Start of LISTED ENTRIES

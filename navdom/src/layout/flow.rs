use super::{LayoutResult, Rect};
use crate::element::{visible_children, Content, Element};
use crate::text::display_width;
use crate::types::{Border, Direction, Overflow, Size};

pub fn layout(element: &Element, available: Rect) -> LayoutResult {
    let mut result = LayoutResult::new();
    layout_element(element, available, &mut result);
    result
}

fn layout_element(element: &Element, available: Rect, result: &mut LayoutResult) {
    let width = resolve_size(element.width, available.width, element, true);
    let height = resolve_size(element.height, available.height, element, false);
    let rect = Rect::new(available.x, available.y, width, height);
    result.insert(element.id.clone(), rect);
    layout_children(element, rect, result);
}

fn layout_children(element: &Element, rect: Rect, result: &mut LayoutResult) {
    let children = visible_children(element);

    let border = border_size(element);
    let inner = rect.shrink(
        element.padding.top + border,
        element.padding.right + border,
        element.padding.bottom + border,
        element.padding.left + border,
    );

    let scrolls_x = element.overflow_x == Overflow::Scroll;
    let scrolls_y = element.overflow_y == Overflow::Scroll;

    if children.is_empty() {
        if scrolls_x || scrolls_y {
            result.set_scroll_metrics(&element.id, inner, (0, 0));
        }
        return;
    }

    let is_row = element.direction == Direction::Row;
    let main_avail = if is_row { inner.width } else { inner.height };
    let cross_avail = if is_row { inner.height } else { inner.width };
    // On a scrolling axis children keep their natural extent; the overflow
    // is recorded as content size instead of being clamped away.
    let scrolls_main = if is_row { scrolls_x } else { scrolls_y };
    let scrolls_cross = if is_row { scrolls_y } else { scrolls_x };

    // First pass: fixed sizes and fill count.
    let gap_total = element.gap * children.len().saturating_sub(1) as u16;
    let mut fixed_total = 0u16;
    let mut fill_count = 0u16;

    for child in children {
        let main_size = if is_row { child.width } else { child.height };
        match main_size {
            Size::Fixed(n) => fixed_total = fixed_total.saturating_add(n),
            Size::Auto => {
                fixed_total = fixed_total.saturating_add(estimate_size(child, is_row));
            }
            Size::Fill => fill_count += 1,
        }
    }

    let remaining = main_avail.saturating_sub(fixed_total.saturating_add(gap_total));
    let fill_size = if fill_count > 0 {
        remaining / fill_count
    } else {
        0
    };

    // Second pass: place children along the main axis in input order.
    let mut offset = 0u16;
    let mut cross_extent = 0u16;

    for child in children {
        let main_size = if is_row { child.width } else { child.height };
        let mut main = match main_size {
            Size::Fixed(n) => n,
            Size::Auto => estimate_size(child, is_row),
            Size::Fill => fill_size,
        };
        if !scrolls_main {
            main = main.min(main_avail.saturating_sub(offset));
        }

        let cross_size = if is_row { child.height } else { child.width };
        let mut cross = match cross_size {
            Size::Fixed(n) => n,
            Size::Auto => estimate_size(child, !is_row),
            Size::Fill => cross_avail,
        };
        if !scrolls_cross {
            cross = cross.min(cross_avail);
        }

        let child_rect = if is_row {
            Rect::new(inner.x.saturating_add(offset), inner.y, main, cross)
        } else {
            Rect::new(inner.x, inner.y.saturating_add(offset), cross, main)
        };

        result.insert(child.id.clone(), child_rect);
        layout_children(child, child_rect, result);

        offset = offset.saturating_add(main).saturating_add(element.gap);
        cross_extent = cross_extent.max(cross);
    }

    if scrolls_x || scrolls_y {
        let main_extent = offset.saturating_sub(element.gap);
        let content = if is_row {
            (main_extent, cross_extent)
        } else {
            (cross_extent, main_extent)
        };
        result.set_scroll_metrics(&element.id, inner, content);
    }
}

fn resolve_size(size: Size, available: u16, element: &Element, is_width: bool) -> u16 {
    match size {
        Size::Fixed(n) => n.min(available),
        Size::Fill => available,
        Size::Auto => estimate_size(element, is_width).min(available),
    }
}

/// Declared size if fixed, intrinsic estimate otherwise.
fn declared_or_estimate(element: &Element, is_width: bool) -> u16 {
    let size = if is_width {
        element.width
    } else {
        element.height
    };
    match size {
        Size::Fixed(n) => n,
        _ => estimate_size(element, is_width),
    }
}

fn estimate_size(element: &Element, is_width: bool) -> u16 {
    let border = if element.style.border == Border::None {
        0
    } else {
        2
    };
    let padding = if is_width {
        element.padding.horizontal_total()
    } else {
        element.padding.vertical_total()
    };

    let content_size = match &element.content {
        Content::Text(text) => text_extent(text, is_width),
        Content::Link { label, .. } => text_extent(label, is_width),
        Content::Children(_) => {
            let children = visible_children(element);
            if children.is_empty() {
                0
            } else if (element.direction == Direction::Row) == is_width {
                // Sum along main axis
                let gap_total = element.gap * children.len().saturating_sub(1) as u16;
                children
                    .iter()
                    .map(|c| declared_or_estimate(c, is_width))
                    .sum::<u16>()
                    + gap_total
            } else {
                // Max along cross axis
                children
                    .iter()
                    .map(|c| declared_or_estimate(c, is_width))
                    .max()
                    .unwrap_or(0)
            }
        }
        Content::None => 0,
    };

    content_size + padding + border
}

fn text_extent(text: &str, is_width: bool) -> u16 {
    if is_width {
        display_width(text) as u16
    } else {
        text.lines().count().max(1) as u16
    }
}

fn border_size(element: &Element) -> u16 {
    if element.style.border == Border::None {
        0
    } else {
        1
    }
}
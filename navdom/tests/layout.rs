use navdom::{Edges, Element, Overflow, Rect, Size};

fn layout_root(root: &Element, width: u16, height: u16) -> navdom::LayoutResult {
    navdom::layout::layout(root, Rect::from_size(width, height))
}

// ============================================================================
// Flow Tests
// ============================================================================

#[test]
fn test_column_stacks_children_with_gap() {
    let root = Element::col()
        .id("root")
        .width(Size::Fixed(20))
        .height(Size::Fixed(10))
        .gap(1)
        .child(
            Element::box_()
                .id("a")
                .width(Size::Fill)
                .height(Size::Fixed(2)),
        )
        .child(
            Element::box_()
                .id("b")
                .width(Size::Fill)
                .height(Size::Fixed(3)),
        );

    let layout = layout_root(&root, 40, 40);

    let a = layout.get("a").unwrap();
    assert_eq!((a.x, a.y, a.width, a.height), (0, 0, 20, 2));

    let b = layout.get("b").unwrap();
    assert_eq!(b.y, 3, "b starts after a plus gap");
    assert_eq!(b.height, 3);
}

#[test]
fn test_padding_offsets_children() {
    let root = Element::col()
        .id("root")
        .width(Size::Fixed(20))
        .height(Size::Fixed(10))
        .padding(Edges::all(2))
        .child(
            Element::box_()
                .id("child")
                .width(Size::Fill)
                .height(Size::Fixed(1)),
        );

    let layout = layout_root(&root, 40, 40);
    let child = layout.get("child").unwrap();

    assert_eq!(child.x, 2);
    assert_eq!(child.y, 2);
    assert_eq!(child.width, 16, "padding shrinks available width");
}

#[test]
fn test_auto_sizes_from_text() {
    let root = Element::col()
        .id("root")
        .width(Size::Fixed(20))
        .height(Size::Fixed(5))
        .child(Element::text("hello").id("text"));

    let layout = layout_root(&root, 40, 40);
    let text = layout.get("text").unwrap();

    assert_eq!(text.width, 5);
    assert_eq!(text.height, 1);
}

#[test]
fn test_fill_splits_remaining_space() {
    let root = Element::col()
        .id("root")
        .width(Size::Fixed(10))
        .height(Size::Fixed(10))
        .child(Element::box_().id("a").height(Size::Fill))
        .child(Element::box_().id("b").height(Size::Fixed(4)))
        .child(Element::box_().id("c").height(Size::Fill));

    let layout = layout_root(&root, 40, 40);

    assert_eq!(layout.get("a").unwrap().height, 3);
    assert_eq!(layout.get("b").unwrap().height, 4);
    assert_eq!(layout.get("c").unwrap().height, 3);
    assert_eq!(layout.get("c").unwrap().y, 7);
}

#[test]
fn test_row_places_children_left_to_right() {
    let root = Element::row()
        .id("root")
        .width(Size::Fixed(20))
        .height(Size::Fixed(3))
        .gap(2)
        .child(Element::text("ab").id("a"))
        .child(Element::text("cde").id("b"));

    let layout = layout_root(&root, 40, 40);

    let a = layout.get("a").unwrap();
    assert_eq!((a.x, a.width, a.height), (0, 2, 1));

    let b = layout.get("b").unwrap();
    assert_eq!(b.x, 4, "b starts after a plus gap");
    assert_eq!(b.width, 3);
}

// ============================================================================
// Collapsible (details) Tests
// ============================================================================

fn section(open: bool) -> Element {
    Element::details()
        .id("section")
        .open(open)
        .child(
            Element::row()
                .id("summary")
                .child(Element::text("Guide").id("title")),
        )
        .child(
            Element::col()
                .id("body")
                .padding(Edges::left(2))
                .child(Element::text("Intro").id("intro")),
        )
}

#[test]
fn test_closed_section_lays_out_summary_only() {
    let root = Element::col()
        .id("root")
        .width(Size::Fixed(20))
        .height(Size::Fixed(10))
        .child(section(false));

    let layout = layout_root(&root, 40, 40);

    let rect = layout.get("section").unwrap();
    assert_eq!(rect.height, 1, "closed section is one summary line tall");

    assert!(layout.get("summary").is_some());
    assert!(layout.get("body").is_none(), "closed body is not laid out");
    assert!(layout.get("intro").is_none());
}

#[test]
fn test_open_section_lays_out_body_indented() {
    let root = Element::col()
        .id("root")
        .width(Size::Fixed(20))
        .height(Size::Fixed(10))
        .child(section(true));

    let layout = layout_root(&root, 40, 40);

    let rect = layout.get("section").unwrap();
    assert_eq!(rect.height, 2, "summary plus one body line");

    let summary = layout.get("summary").unwrap();
    assert_eq!(summary.x, 2, "summary sits right of the marker gutter");
    assert_eq!(summary.y, 0);

    let intro = layout.get("intro").unwrap();
    assert_eq!(intro.x, 4, "body entries indent past the summary");
    assert_eq!(intro.y, 1);
}

// ============================================================================
// Scroll Container Tests
// ============================================================================

#[test]
fn test_scroll_container_measures_content() {
    let root = Element::col()
        .id("root")
        .width(Size::Fixed(10))
        .height(Size::Fixed(4))
        .overflow_y(Overflow::Scroll)
        .children((0..10).map(|i| Element::text(format!("item {i}")).id(format!("item-{i}"))));

    let layout = layout_root(&root, 20, 20);

    assert_eq!(layout.viewport_size("root"), Some((10, 4)));
    assert_eq!(layout.content_size("root"), Some((6, 10)));

    // Children keep their content-space positions past the viewport.
    let seventh = layout.get("item-7").unwrap();
    assert_eq!(seventh.y, 7);
    assert_eq!(seventh.height, 1);
}

#[test]
fn test_non_scroll_container_clamps_overflow() {
    let root = Element::col()
        .id("root")
        .width(Size::Fixed(10))
        .height(Size::Fixed(3))
        .children((0..5).map(|i| Element::text(format!("i{i}")).id(format!("i-{i}"))));

    let layout = layout_root(&root, 20, 20);

    let last = layout.get("i-4").unwrap();
    assert_eq!(last.height, 0, "children past the container get no space");
    assert_eq!(layout.content_size("root"), None);
}
use crate::element::{visible_children, Element};
use crate::layout::{LayoutResult, Rect};
use crate::types::Overflow;

/// Find the deepest clickable element at the given screen coordinates.
pub fn hit_test(layout: &LayoutResult, root: &Element, x: u16, y: u16) -> Option<String> {
    hit_node(layout, root, x as u32, y as u32, &|el| el.clickable)
}

/// Find the deepest element (clickable or not) at the given coordinates.
pub fn hit_test_any(layout: &LayoutResult, root: &Element, x: u16, y: u16) -> Option<String> {
    hit_node(layout, root, x as u32, y as u32, &|_| true)
}

/// Find the deepest scroll container at the given coordinates.
pub fn hit_test_scrollable(
    layout: &LayoutResult,
    root: &Element,
    x: u16,
    y: u16,
) -> Option<String> {
    hit_node(layout, root, x as u32, y as u32, &|el| {
        el.overflow_x == Overflow::Scroll || el.overflow_y == Overflow::Scroll
    })
}

/// Recursive hit test. Descending into a scroll container converts the probe
/// point into the container's content space (layout keeps child rects there).
fn hit_node(
    layout: &LayoutResult,
    element: &Element,
    x: u32,
    y: u32,
    pred: &dyn Fn(&Element) -> bool,
) -> Option<String> {
    let rect = layout.get(&element.id)?;

    if !contains(rect, x, y) {
        return None;
    }

    let cx = if element.overflow_x == Overflow::Scroll {
        x + element.scroll_offset.0 as u32
    } else {
        x
    };
    let cy = if element.overflow_y == Overflow::Scroll {
        y + element.scroll_offset.1 as u32
    } else {
        y
    };

    // Check children in reverse order (last rendered = on top)
    for child in visible_children(element).iter().rev() {
        if let Some(id) = hit_node(layout, child, cx, cy, pred) {
            return Some(id);
        }
    }

    if pred(element) {
        Some(element.id.clone())
    } else {
        None
    }
}

fn contains(rect: &Rect, x: u32, y: u32) -> bool {
    x >= rect.x as u32 && x < rect.right() as u32 && y >= rect.y as u32 && y < rect.bottom() as u32
}
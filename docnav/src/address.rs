//! Address resolution and comparison against the current page.

use url::Url;

/// Resolves navigation link targets against the path to the site root.
#[derive(Debug, Clone)]
pub struct Resolver {
    base: Base,
}

#[derive(Debug, Clone)]
enum Base {
    /// Absolute base URL; hrefs resolve the way a browser resolves them.
    Url(Url),
    /// Plain prefix; hrefs are joined lexically, the way site templates
    /// emit relative roots.
    Prefix(String),
}

impl Resolver {
    pub fn new(path_to_root: impl Into<String>) -> Self {
        let prefix = path_to_root.into();
        let base = match Url::parse(&prefix) {
            Ok(url) => Base::Url(url),
            Err(_) => Base::Prefix(prefix),
        };
        Self { base }
    }

    /// Resolve a link target into the address used for comparison and
    /// display.
    pub fn resolve(&self, href: &str) -> String {
        match &self.base {
            Base::Url(url) => url
                .join(href)
                .map(String::from)
                .unwrap_or_else(|_| format!("{url}{href}")),
            Base::Prefix(prefix) => format!("{prefix}{href}"),
        }
    }
}

/// The address with any `#fragment` component removed.
pub fn strip_fragment(address: &str) -> &str {
    address.split_once('#').map_or(address, |(page, _)| page)
}

/// Fragment-insensitive address equality: two addresses that differ only by
/// a fragment refer to the same page.
pub fn same_page(a: &str, b: &str) -> bool {
    strip_fragment(a) == strip_fragment(b)
}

End of LISTED ENTRIES

→ ASSIGNMENT
Count how many lines above include the word "match" and answer with that figure only.

→ OUTPUT FOR THIS EXERCISE
8